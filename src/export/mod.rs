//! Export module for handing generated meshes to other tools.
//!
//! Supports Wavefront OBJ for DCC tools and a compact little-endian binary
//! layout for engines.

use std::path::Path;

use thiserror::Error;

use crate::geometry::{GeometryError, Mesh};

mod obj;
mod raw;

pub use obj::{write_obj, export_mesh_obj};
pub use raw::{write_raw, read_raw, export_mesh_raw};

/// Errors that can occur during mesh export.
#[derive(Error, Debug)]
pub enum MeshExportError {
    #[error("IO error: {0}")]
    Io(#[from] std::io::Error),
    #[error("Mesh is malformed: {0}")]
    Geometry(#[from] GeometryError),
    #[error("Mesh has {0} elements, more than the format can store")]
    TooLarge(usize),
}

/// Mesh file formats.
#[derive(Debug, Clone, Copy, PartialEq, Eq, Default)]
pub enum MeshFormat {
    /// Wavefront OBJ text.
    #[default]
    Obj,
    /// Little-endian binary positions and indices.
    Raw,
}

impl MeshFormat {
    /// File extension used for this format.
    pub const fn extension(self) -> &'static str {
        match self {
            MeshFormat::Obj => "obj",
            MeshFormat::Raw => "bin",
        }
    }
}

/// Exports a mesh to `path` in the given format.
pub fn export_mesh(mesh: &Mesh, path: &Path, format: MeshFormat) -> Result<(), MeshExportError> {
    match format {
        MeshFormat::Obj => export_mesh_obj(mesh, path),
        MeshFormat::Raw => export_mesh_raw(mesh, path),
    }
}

· · · · · · ·

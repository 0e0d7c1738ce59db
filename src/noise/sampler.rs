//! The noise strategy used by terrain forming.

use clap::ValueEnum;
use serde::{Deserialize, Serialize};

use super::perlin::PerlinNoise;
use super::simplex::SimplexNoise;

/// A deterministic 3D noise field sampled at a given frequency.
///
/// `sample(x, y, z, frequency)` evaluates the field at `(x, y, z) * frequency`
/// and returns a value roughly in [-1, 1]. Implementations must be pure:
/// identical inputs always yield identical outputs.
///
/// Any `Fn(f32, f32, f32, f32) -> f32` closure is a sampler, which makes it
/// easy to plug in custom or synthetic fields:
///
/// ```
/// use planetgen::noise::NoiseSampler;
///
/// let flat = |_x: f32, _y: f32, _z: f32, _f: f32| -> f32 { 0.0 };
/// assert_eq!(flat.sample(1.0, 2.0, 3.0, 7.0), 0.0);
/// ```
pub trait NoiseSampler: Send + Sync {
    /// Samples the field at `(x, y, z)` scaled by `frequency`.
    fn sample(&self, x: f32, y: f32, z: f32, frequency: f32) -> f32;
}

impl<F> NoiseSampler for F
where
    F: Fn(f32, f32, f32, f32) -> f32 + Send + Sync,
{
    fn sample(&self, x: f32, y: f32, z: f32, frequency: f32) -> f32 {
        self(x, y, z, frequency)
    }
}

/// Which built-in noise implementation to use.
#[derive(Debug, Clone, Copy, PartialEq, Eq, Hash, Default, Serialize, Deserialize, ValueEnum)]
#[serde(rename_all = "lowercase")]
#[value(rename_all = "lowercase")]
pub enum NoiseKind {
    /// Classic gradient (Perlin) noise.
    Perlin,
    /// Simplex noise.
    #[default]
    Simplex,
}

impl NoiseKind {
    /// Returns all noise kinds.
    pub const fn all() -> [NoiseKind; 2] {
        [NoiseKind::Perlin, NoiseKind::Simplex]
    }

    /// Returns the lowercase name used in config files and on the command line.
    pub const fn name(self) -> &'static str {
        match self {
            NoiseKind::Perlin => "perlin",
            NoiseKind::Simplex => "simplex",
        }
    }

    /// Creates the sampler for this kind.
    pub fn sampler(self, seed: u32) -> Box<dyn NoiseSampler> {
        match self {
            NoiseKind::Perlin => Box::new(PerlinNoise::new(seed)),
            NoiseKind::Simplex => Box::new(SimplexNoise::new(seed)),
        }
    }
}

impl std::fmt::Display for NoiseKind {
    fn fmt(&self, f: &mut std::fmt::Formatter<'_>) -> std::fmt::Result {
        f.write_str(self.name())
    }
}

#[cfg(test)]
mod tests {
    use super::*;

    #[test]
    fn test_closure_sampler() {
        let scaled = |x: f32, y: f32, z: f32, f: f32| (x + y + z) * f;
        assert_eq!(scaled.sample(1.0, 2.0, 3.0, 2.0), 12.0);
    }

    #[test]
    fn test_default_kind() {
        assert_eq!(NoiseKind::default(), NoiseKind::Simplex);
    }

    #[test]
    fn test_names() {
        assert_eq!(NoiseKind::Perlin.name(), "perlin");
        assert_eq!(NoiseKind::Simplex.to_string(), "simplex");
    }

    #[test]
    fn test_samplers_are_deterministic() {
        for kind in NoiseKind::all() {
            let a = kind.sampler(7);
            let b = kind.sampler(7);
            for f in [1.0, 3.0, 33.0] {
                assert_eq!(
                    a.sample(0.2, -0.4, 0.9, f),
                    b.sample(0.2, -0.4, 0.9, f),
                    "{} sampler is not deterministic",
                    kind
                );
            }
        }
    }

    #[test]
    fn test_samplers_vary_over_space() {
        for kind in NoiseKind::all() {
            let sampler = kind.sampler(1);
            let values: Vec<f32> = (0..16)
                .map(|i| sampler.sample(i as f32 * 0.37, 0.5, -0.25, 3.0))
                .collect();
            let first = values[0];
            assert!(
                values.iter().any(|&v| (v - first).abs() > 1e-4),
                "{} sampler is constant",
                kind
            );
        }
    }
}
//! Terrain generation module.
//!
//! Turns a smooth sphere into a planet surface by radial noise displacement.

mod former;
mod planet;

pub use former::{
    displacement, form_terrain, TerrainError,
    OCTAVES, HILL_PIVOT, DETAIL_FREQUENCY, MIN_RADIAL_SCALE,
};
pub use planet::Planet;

· · · · · · ·

WORK TO BE COMPLETED
What lines above hold the word "self"? Pull each one out.

RESULT BELOW
    pub const fn extension(self) -> &'static str {
        match self {
    fn sample(&self, x: f32, y: f32, z: f32, frequency: f32) -> f32;
    fn sample(&self, x: f32, y: f32, z: f32, frequency: f32) -> f32 {
        self(x, y, z, frequency)
    pub const fn name(self) -> &'static str {
        match self {
    pub fn sampler(self, seed: u32) -> Box<dyn NoiseSampler> {
        match self {
    fn fmt(&self, f: &mut std::fmt::Formatter<'_>) -> std::fmt::Result {
        f.write_str(self.name())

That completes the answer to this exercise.